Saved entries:
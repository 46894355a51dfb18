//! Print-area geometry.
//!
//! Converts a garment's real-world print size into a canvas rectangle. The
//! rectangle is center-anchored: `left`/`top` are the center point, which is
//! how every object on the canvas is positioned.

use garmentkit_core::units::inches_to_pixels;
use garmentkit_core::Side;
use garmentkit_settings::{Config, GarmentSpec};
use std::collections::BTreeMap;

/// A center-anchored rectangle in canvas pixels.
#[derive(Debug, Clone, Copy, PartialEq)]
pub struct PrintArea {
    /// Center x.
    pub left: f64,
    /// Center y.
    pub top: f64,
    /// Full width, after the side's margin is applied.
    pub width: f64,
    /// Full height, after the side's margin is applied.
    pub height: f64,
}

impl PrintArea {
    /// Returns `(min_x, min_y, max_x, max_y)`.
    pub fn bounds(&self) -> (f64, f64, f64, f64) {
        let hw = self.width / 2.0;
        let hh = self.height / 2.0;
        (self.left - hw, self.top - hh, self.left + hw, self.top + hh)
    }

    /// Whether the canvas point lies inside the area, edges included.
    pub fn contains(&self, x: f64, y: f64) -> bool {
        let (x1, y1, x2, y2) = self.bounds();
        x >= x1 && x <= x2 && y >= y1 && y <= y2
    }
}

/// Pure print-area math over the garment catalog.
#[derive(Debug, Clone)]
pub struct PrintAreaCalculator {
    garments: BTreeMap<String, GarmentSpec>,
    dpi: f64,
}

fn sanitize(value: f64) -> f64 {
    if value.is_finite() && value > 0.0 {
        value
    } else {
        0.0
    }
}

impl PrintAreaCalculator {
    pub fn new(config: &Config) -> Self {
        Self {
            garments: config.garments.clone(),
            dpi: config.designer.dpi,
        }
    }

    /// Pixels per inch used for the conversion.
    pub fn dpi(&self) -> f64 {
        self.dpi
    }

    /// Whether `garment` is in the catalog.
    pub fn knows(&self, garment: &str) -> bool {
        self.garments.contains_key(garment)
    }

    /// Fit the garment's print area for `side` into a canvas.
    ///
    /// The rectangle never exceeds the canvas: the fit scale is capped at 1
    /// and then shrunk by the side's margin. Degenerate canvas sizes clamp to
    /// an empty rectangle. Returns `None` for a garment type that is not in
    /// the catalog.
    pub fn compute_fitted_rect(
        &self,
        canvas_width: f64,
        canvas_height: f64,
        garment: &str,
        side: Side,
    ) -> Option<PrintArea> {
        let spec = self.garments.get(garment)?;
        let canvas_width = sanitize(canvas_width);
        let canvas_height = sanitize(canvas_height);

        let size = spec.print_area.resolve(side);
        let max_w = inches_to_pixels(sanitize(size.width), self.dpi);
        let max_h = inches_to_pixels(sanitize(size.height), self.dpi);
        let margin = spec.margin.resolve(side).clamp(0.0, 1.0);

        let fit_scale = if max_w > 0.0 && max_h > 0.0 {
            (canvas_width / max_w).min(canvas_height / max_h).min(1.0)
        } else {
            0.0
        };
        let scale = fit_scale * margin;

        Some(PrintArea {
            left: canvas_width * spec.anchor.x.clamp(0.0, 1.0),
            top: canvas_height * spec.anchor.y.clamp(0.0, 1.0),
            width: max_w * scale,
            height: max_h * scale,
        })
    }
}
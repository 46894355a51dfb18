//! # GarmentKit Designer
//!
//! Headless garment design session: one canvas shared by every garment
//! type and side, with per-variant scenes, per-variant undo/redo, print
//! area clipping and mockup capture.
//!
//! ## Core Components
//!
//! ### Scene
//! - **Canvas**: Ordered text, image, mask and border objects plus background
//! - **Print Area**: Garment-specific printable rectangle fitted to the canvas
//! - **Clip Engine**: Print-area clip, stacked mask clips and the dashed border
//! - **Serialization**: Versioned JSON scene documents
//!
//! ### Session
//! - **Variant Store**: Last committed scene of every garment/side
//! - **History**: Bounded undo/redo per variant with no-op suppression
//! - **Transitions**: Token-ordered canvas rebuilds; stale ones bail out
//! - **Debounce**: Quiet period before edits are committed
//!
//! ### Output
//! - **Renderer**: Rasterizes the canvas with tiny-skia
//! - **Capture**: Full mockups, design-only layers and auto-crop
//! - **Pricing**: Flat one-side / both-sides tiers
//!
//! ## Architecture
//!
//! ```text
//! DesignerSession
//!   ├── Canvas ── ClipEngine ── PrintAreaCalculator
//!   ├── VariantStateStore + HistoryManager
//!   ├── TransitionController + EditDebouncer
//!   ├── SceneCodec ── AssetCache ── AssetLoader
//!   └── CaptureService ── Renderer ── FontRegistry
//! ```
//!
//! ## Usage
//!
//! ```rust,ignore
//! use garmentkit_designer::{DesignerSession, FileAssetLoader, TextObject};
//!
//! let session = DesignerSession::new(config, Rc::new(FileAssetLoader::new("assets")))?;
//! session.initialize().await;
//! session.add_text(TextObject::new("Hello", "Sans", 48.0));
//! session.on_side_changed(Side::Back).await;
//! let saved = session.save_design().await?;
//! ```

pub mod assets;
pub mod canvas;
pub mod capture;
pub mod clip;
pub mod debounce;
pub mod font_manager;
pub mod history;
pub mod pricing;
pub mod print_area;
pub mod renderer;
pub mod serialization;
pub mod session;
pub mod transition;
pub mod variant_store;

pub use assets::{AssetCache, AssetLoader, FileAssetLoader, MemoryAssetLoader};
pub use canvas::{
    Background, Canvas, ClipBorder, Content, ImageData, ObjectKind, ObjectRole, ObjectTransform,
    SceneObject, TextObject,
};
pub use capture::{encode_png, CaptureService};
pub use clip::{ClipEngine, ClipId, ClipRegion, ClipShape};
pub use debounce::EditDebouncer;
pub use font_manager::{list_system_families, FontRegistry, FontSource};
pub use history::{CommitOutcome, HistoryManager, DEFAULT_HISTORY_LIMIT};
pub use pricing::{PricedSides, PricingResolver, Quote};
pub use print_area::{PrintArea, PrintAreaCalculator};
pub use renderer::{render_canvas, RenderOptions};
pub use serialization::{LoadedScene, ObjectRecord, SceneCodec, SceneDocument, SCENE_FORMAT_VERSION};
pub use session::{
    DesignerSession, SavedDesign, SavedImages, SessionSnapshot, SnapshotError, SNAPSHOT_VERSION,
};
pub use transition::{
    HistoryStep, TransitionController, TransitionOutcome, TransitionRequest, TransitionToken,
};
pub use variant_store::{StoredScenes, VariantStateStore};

--

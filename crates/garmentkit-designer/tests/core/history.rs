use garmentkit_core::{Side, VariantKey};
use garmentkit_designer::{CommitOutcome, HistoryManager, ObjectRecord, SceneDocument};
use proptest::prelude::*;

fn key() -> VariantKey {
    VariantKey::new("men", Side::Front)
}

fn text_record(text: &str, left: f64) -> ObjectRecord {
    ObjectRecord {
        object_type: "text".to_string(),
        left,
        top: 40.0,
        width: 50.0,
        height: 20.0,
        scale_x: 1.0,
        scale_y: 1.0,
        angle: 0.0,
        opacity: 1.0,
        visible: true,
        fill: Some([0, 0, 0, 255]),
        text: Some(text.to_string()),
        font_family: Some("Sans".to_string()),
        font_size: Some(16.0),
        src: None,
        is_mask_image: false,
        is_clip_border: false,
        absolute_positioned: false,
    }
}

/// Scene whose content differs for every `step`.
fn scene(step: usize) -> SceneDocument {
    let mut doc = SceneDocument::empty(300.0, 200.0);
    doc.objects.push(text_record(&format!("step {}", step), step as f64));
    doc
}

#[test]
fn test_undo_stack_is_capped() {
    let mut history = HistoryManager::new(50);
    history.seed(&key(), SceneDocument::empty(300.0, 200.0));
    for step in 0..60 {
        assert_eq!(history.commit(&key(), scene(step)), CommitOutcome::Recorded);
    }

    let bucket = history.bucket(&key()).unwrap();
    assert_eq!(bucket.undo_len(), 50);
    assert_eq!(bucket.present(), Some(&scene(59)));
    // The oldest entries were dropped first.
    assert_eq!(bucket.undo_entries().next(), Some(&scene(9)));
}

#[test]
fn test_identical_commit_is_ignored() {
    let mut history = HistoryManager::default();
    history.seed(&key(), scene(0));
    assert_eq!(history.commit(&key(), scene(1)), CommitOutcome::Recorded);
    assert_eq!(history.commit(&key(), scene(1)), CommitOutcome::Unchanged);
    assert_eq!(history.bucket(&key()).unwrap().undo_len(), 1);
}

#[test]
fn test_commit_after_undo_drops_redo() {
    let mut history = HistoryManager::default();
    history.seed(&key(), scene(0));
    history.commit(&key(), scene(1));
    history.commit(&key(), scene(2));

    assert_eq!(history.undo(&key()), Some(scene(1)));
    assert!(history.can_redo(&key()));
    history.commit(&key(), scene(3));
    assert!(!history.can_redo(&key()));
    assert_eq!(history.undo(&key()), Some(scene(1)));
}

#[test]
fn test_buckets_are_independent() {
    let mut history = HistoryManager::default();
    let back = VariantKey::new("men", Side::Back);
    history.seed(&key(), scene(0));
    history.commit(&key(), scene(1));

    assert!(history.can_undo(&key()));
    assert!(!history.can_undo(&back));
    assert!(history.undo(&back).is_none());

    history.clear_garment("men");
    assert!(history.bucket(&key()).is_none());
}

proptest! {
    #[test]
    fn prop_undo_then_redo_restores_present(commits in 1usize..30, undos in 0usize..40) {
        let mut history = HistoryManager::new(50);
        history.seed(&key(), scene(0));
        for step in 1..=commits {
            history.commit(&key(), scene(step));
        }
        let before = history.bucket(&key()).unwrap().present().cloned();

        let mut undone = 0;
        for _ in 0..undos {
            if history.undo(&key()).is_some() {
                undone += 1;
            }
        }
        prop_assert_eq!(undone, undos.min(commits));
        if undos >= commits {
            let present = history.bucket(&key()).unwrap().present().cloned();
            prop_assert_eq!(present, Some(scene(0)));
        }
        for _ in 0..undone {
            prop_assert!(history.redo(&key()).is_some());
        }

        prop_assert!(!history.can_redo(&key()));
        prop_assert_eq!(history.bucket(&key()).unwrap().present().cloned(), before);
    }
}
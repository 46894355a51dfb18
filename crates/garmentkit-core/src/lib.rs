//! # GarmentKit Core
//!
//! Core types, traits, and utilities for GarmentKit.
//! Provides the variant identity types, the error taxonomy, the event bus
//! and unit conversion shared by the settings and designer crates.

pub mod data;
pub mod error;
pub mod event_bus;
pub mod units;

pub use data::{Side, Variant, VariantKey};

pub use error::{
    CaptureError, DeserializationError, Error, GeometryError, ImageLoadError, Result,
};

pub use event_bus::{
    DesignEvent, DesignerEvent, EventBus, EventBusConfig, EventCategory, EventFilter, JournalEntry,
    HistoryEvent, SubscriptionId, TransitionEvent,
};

» Goal of the exercise: Please say how many lines in the records above contain the word "commits", and give only that number.

» Solution: 4